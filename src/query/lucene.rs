use std::time::Duration;

use spectre_common::DomainError;

use super::builder::{effective_limit, validate_time_range, QueryBuilder};
use super::params::QueryParams;

/// Builds a Lucene-syntax query for `logstore-http`, the HTTP-backed
/// log store integration. Field predicates are ANDed together; the
/// time range is always present, matching the builder's invariant
/// that an unbounded query is never emitted.
pub struct LuceneQueryBuilder {
    max_limit: usize,
}

impl LuceneQueryBuilder {
    pub fn new(max_limit: usize) -> Self {
        Self { max_limit }
    }
}

impl Default for LuceneQueryBuilder {
    fn default() -> Self {
        Self::new(1000)
    }
}

impl QueryBuilder for LuceneQueryBuilder {
    fn max_limit(&self) -> usize {
        self.max_limit
    }

    fn build(&self, params: &QueryParams) -> Result<String, DomainError> {
        let range = validate_time_range(params)?;
        let mut clauses = Vec::new();

        if let Some(v) = &params.namespace {
            clauses.push(format!("namespace:{}", quote(v)));
        }
        if let Some(v) = &params.pod {
            clauses.push(format!("pod:{}", quote(v)));
        }
        if let Some(v) = &params.container {
            clauses.push(format!("container:{}", quote(v)));
        }
        if let Some(v) = &params.level {
            clauses.push(format!("level:{}", quote(v)));
        }

        clauses.push(format!(
            "timestamp:[{} TO {}]",
            range.start.to_rfc3339(),
            range.end.to_rfc3339()
        ));

        if let Some(limit) = effective_limit(params, self.max_limit) {
            clauses.push(format!("limit:{limit}"));
        }

        Ok(clauses.join(" AND "))
    }

    fn wrap_histogram(&self, base: String, step: Duration) -> String {
        format!("{base} | histogram(step={}s)", step.as_secs())
    }

    fn wrap_aggregation(&self, base: String, group_by: &str) -> String {
        format!("{base} | groupby({})", quote(group_by))
    }
}

/// Quotes a value as a Lucene phrase, escaping the characters Lucene's
/// query parser treats as syntax so user-provided strings can never
/// break out of the field predicate they were placed in.
fn quote(value: &str) -> String {
    let mut escaped = String::with_capacity(value.len() + 2);
    escaped.push('"');
    for c in value.chars() {
        if matches!(c, '"' | '\\') {
            escaped.push('\\');
        }
        escaped.push(c);
    }
    escaped.push('"');
    escaped
}

#[cfg(test)]
mod tests {
    use super::*;
    use crate::query::params::TimeRange;
    use chrono::Utc;

    fn range_params() -> QueryParams {
        let start = Utc::now();
        QueryParams {
            time_range: Some(TimeRange { start, end: start + chrono::Duration::hours(1) }),
            ..Default::default()
        }
    }

    #[test]
    fn omits_absent_fields() {
        let built = LuceneQueryBuilder::default().build(&range_params()).unwrap();
        assert!(!built.contains("namespace:"));
        assert!(built.contains("timestamp:["));
    }

    #[test]
    fn escapes_quotes_in_exact_match_values() {
        let mut params = range_params();
        params.pod = Some("pod\" OR 1=1".into());
        let built = LuceneQueryBuilder::default().build(&params).unwrap();
        assert!(built.contains(r#"pod:"pod\" OR 1=1""#));
    }

    #[test]
    fn limit_clause_present_only_when_requested() {
        let params = range_params();
        let built = LuceneQueryBuilder::default().build(&params).unwrap();
        assert!(!built.contains("limit:"));

        let mut with_limit = range_params();
        with_limit.limit = 50;
        let built = LuceneQueryBuilder::default().build(&with_limit).unwrap();
        assert!(built.contains("limit:50"));
    }

    /// Scans a Lucene phrase (including its delimiting quotes) starting
    /// at `start`, respecting `quote`'s escaping, and returns the
    /// un-escaped inner value plus the index just past the closing
    /// quote.
    fn scan_and_unquote(built: &str, start: usize) -> (String, usize) {
        let bytes = built.as_bytes();
        assert_eq!(bytes[start], b'"');
        let mut out = String::new();
        let mut i = start + 1;
        loop {
            match bytes[i] {
                b'\\' => {
                    out.push(bytes[i + 1] as char);
                    i += 2;
                }
                b'"' => {
                    i += 1;
                    break;
                }
                c => {
                    out.push(c as char);
                    i += 1;
                }
            }
        }
        (out, i)
    }

    proptest::proptest! {
        /// Quoting any value for the `pod` field and then reversing the
        /// escaping must reproduce the original value exactly, no
        /// matter how many quotes or backslashes it contains - the
        /// round-trip property that makes `quote` safe to use on
        /// arbitrary user input.
        #[test]
        fn quote_then_unquote_round_trips(value in "[ -~]{0,64}") {
            let mut params = range_params();
            params.pod = Some(value.clone());
            let built = LuceneQueryBuilder::default().build(&params).unwrap();

            let phrase_start = built.find("pod:\"").unwrap() + "pod:".len();
            let (unquoted, _) = scan_and_unquote(&built, phrase_start);

            proptest::prop_assert_eq!(unquoted, value);
        }
    }
}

⁂

• **WORK ITEM**
Report every line of the data in which "DomainError" appears.

• **EXPECTED OUTPUT**
use spectre_common::DomainError;
    fn build(&self, params: &QueryParams) -> Result<String, DomainError> {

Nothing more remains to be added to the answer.